**What you should do**. Filter the listing below, please, and copy only the lines with the word "display".
====================
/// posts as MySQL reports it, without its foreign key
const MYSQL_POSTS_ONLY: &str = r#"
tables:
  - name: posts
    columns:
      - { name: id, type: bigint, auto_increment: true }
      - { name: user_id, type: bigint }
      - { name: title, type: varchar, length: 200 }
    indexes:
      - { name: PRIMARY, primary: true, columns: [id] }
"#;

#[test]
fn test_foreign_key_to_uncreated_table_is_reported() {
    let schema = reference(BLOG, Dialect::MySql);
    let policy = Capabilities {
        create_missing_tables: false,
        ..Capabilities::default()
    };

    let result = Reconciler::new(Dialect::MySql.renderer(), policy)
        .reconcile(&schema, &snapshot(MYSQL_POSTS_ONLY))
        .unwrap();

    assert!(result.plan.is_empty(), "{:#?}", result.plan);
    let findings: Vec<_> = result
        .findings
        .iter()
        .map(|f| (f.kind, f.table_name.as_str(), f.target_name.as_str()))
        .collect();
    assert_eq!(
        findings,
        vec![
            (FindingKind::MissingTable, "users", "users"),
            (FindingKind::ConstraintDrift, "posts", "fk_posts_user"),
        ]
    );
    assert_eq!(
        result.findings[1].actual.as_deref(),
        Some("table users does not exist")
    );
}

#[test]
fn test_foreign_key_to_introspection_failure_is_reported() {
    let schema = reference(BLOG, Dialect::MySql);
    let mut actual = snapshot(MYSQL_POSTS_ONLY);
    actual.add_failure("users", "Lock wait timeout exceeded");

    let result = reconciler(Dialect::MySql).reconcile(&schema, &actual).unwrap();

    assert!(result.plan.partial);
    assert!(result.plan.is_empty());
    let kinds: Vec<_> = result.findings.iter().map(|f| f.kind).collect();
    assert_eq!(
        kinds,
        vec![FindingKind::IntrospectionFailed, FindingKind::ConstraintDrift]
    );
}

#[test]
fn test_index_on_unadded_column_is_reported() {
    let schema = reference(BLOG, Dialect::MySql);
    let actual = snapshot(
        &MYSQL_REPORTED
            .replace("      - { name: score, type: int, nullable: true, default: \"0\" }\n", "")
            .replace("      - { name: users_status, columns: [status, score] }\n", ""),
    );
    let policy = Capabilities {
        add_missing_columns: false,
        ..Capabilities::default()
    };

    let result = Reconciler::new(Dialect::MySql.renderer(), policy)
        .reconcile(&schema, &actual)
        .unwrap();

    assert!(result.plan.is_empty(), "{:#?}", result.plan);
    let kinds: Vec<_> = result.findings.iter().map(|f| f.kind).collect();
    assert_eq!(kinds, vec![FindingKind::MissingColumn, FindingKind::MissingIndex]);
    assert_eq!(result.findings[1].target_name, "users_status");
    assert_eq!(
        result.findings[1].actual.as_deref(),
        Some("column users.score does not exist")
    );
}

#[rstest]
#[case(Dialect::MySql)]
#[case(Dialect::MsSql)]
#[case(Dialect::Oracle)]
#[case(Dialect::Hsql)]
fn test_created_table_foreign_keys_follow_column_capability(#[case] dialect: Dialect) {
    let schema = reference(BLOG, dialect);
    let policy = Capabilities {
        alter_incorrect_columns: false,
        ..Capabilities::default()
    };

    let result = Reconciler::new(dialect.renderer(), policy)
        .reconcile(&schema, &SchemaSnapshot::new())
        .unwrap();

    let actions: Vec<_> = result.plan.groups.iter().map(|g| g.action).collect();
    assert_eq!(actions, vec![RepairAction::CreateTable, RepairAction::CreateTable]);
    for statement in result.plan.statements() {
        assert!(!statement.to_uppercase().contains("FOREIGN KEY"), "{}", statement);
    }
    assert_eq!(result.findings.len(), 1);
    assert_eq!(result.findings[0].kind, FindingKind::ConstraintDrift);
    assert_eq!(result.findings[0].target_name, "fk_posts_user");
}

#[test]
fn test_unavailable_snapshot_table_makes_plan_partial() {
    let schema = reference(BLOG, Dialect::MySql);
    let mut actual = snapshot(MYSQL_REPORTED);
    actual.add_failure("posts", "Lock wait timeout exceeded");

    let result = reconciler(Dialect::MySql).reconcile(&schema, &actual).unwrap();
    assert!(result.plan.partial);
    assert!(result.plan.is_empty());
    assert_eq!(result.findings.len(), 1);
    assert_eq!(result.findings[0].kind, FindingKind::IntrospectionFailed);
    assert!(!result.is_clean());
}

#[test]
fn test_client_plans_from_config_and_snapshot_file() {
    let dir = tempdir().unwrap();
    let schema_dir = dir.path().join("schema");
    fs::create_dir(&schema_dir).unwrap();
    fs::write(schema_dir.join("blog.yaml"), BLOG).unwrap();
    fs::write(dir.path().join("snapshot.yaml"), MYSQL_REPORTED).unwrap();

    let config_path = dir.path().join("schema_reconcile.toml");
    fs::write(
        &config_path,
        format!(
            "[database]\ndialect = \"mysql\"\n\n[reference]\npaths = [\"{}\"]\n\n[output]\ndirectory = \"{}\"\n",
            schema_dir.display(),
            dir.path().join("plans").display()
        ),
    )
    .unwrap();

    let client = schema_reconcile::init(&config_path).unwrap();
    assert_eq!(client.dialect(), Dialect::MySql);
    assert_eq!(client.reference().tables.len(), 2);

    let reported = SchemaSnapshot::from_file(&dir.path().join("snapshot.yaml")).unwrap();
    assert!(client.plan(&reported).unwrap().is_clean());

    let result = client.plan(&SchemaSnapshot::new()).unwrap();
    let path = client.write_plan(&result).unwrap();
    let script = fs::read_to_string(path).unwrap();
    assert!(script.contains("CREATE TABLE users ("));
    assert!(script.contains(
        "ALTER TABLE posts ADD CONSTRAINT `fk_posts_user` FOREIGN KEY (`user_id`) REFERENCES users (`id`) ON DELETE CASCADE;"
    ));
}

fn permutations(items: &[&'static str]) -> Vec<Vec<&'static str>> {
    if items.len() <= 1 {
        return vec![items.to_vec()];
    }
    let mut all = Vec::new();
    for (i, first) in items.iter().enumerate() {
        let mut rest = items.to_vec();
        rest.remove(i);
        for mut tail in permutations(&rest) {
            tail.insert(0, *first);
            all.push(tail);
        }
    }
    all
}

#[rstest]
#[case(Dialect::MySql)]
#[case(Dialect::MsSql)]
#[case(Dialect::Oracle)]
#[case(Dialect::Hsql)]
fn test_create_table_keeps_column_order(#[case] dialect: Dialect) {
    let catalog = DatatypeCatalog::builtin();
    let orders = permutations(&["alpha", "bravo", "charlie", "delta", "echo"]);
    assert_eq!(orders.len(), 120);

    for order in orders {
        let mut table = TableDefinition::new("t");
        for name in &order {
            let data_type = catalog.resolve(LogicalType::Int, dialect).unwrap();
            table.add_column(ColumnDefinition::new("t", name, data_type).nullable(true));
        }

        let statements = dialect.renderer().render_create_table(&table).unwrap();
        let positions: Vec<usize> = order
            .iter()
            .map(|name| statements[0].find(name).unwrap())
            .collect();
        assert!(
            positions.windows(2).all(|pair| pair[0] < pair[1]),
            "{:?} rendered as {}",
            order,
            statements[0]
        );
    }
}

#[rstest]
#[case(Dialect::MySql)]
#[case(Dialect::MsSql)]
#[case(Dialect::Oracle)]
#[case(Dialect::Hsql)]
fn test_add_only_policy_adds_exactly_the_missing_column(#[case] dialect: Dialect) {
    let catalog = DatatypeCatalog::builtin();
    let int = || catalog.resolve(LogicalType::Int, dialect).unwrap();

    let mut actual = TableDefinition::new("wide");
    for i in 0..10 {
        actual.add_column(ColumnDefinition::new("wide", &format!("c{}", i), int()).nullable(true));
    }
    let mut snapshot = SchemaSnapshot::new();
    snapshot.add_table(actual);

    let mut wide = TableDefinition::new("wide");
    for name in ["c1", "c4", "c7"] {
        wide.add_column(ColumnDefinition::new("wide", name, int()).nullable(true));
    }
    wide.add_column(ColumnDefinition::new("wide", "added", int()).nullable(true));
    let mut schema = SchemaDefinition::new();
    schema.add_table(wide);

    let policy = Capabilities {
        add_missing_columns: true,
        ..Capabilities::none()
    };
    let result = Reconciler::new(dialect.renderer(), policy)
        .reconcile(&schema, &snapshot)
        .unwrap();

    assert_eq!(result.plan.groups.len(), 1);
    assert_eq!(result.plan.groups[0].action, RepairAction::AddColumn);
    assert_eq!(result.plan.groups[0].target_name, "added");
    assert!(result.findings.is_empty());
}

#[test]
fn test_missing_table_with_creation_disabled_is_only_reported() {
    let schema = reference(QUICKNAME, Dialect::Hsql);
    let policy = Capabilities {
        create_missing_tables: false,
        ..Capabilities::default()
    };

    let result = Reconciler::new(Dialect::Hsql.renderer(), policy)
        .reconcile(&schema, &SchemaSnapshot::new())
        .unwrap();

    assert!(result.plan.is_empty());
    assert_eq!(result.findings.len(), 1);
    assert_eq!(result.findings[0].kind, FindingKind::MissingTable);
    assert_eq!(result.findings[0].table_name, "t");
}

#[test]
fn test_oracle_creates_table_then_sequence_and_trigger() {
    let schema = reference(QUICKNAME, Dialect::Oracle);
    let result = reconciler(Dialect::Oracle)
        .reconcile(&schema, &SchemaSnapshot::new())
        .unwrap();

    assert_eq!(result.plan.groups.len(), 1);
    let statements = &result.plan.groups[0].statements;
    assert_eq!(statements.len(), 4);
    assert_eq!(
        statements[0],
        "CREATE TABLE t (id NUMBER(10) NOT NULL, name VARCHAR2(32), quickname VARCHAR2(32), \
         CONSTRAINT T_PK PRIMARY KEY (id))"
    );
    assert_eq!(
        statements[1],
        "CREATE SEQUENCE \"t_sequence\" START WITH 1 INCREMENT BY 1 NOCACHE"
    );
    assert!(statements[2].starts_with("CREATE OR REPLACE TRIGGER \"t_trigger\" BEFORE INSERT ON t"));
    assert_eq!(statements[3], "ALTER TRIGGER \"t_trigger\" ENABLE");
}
====================
**Task result**.
            schema_dir.display(),
            dir.path().join("plans").display()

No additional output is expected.